Supreme Court Upholds Ohio Law Facilitating Voter Purges

The state's statute assumes that people who don't vote, whatever their reason, have moved and purges them from the voter rolls; in upholding it, the high court "ignores the history of voter suppression" connected with such purges across the country, Justice Sonia Sotomayor wrote in a scathing dissent.

A sharply divided Supreme Court dealt another blow to voting rights this morning, upholding an Ohio law that allows state officials to lift the registration of voters who don’t cast ballots in a series of elections.

A 5-4 majority of the justices said Ohio is within its rights under the National Voter Registration Act (NVRA) in mailing a notice to voters who fail to vote over a two-year period, inquiring if they have moved and warning them that failure to respond to the notice and continued non-voting could trigger their removal from the voter rolls.

Ohioans who don’t answer the notice and then don’t vote in two subsequent federal elections are purged.

Justice Samuel Alito wrote for the majority that the state properly uses failure to vote only as evidence that a voter may have changed his/her address; the notice is tailored to confirm or upend that possibility, he asserted.

But Common Cause and other challengers in Husted v. A. Phillip Randolph Institute argued that because failure to vote triggers the notice, the state law violates part of another federal law, the Help America Vote Act (HAVA), which says states may not purge voters solely because they have not voted. HAVA was passed after the Voter Registration Act and included several provisions aimed at countering state efforts to make registration and voting more difficult.

The majority opinion “entirely ignores the history of voter suppression against which the NVRA was enacted and upholds a program that appears to further the very disenfranchisement of minority and low-income voters that Congress set out to eradicate,” Justice Sonia Sotomayor wrote in dissent. “States, though, need not choose to be so unwise.  Our democracy rests on the ability of all individuals, regardless of race, income, or status, to exercise their right to vote.  The majority of States have found ways to maintain accurate voter rolls without initiating removal processes based solely on an individual’s failure to vote.”

Sotomayor’s opinion reads like a call to arms for voting rights advocates, who have been busy since the high court’s 2013 decision in Shelby County v. Holder effectively gutted key provisions of the federal Voting Rights Act. The majority’s opinion in Shelby County triggered a barrage of state efforts to impose voter identification requirements and reduce opportunities to register.

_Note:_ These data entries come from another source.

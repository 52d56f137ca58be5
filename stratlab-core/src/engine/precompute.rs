//! Indicator precomputation.
//!
//! All indicators are computed once before the bar loop begins, and shared
//! read-only by every strategy instance running over the same bars.

use std::collections::HashSet;

use tracing::debug;

use crate::components::indicator::{Indicator, IndicatorValues};
use crate::domain::Bar;

/// Compute every indicator over `bars`. Indicators sharing a name are
/// computed once.
pub fn precompute_indicators(bars: &[Bar], indicators: &[Box<dyn Indicator>]) -> IndicatorValues {
    let mut seen = HashSet::new();
    let mut iv = IndicatorValues::new();

    for indicator in indicators {
        if !seen.insert(indicator.name()) {
            continue;
        }
        let series = indicator.compute(bars);
        debug_assert_eq!(
            series.len(),
            bars.len(),
            "indicator '{}' produced {} values for {} bars",
            indicator.name(),
            series.len(),
            bars.len()
        );
        debug!(indicator = indicator.name(), lookback = indicator.lookback(), "precomputed");
        iv.insert(indicator.name(), series);
    }

    iv
}

/// Longest lookback across `indicators`; no strategy can act before it.
pub fn compute_warmup(indicators: &[Box<dyn Indicator>]) -> usize {
    indicators.iter().map(|i| i.lookback()).max().unwrap_or(0)
}
//! MACD: EMA(fast) - EMA(slow) of close, plus an EMA(signal) of that line.
//!
//! Exposed as two named series: `macd_line_{f}_{s}_{g}` and
//! `macd_signal_{f}_{s}_{g}`.

use super::ema::ema_of_series;
use crate::components::indicator::Indicator;
use crate::domain::Bar;

#[derive(Debug, Clone, Copy, PartialEq, Eq)]
pub enum MacdBand {
    Line,
    Signal,
}

#[derive(Debug, Clone)]
pub struct Macd {
    fast: usize,
    slow: usize,
    signal: usize,
    band: MacdBand,
    name: String,
}

impl Macd {
    pub fn line(fast: usize, slow: usize, signal: usize) -> Self {
        Self::new(fast, slow, signal, MacdBand::Line)
    }

    pub fn signal(fast: usize, slow: usize, signal: usize) -> Self {
        Self::new(fast, slow, signal, MacdBand::Signal)
    }

    fn new(fast: usize, slow: usize, signal: usize, band: MacdBand) -> Self {
        assert!(fast >= 1 && signal >= 1, "MACD periods must be >= 1");
        assert!(fast < slow, "MACD fast period must be < slow period");
        Self {
            fast,
            slow,
            signal,
            band,
            name: Self::key(fast, slow, signal, band),
        }
    }

    pub fn key(fast: usize, slow: usize, signal: usize, band: MacdBand) -> String {
        match band {
            MacdBand::Line => format!("macd_line_{fast}_{slow}_{signal}"),
            MacdBand::Signal => format!("macd_signal_{fast}_{slow}_{signal}"),
        }
    }

    fn macd_line(&self, bars: &[Bar]) -> Vec<f64> {
        let closes: Vec<f64> = bars.iter().map(|b| b.close).collect();
        let fast = ema_of_series(&closes, self.fast);
        let slow = ema_of_series(&closes, self.slow);
        fast.iter().zip(&slow).map(|(f, s)| f - s).collect()
    }
}

impl Indicator for Macd {
    fn name(&self) -> &str {
        &self.name
    }

    fn lookback(&self) -> usize {
        match self.band {
            MacdBand::Line => self.slow - 1,
            MacdBand::Signal => self.slow + self.signal - 2,
        }
    }

    fn compute(&self, bars: &[Bar]) -> Vec<f64> {
        let line = self.macd_line(bars);
        match self.band {
            MacdBand::Line => line,
            MacdBand::Signal => ema_of_series(&line, self.signal),
        }
    }
}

“Every American deserves the chance to make their voice heard in our elections without fear of election officials targeting them because of their voting history,” said Common Cause president Karen Hobert Flynn. “But regardless of how the Court dressed up today’s ruling, the narrow majority just took another hostile step against the right to vote. The laws in most states are more protective of infrequent voters than the one the Court approved in Ohio. Still, many partisan officials are doubtless already studying this morning’s decision as a blueprint for disenfranchising political opponents. And we are prepared to fight back against further erosions to the right to vote.”

“The Husted decision joins a sad lineup of decisions from the Roberts Court – from Citizens United to Shelby County – that have done incredible damage to our democracy, by stripping protections from marginalized communities and vastly increasing the political power of the few at the expense of the of those who are severely underrepresented,“ Hobert Flynn added. “History will not look kindly on this decision’s majority.”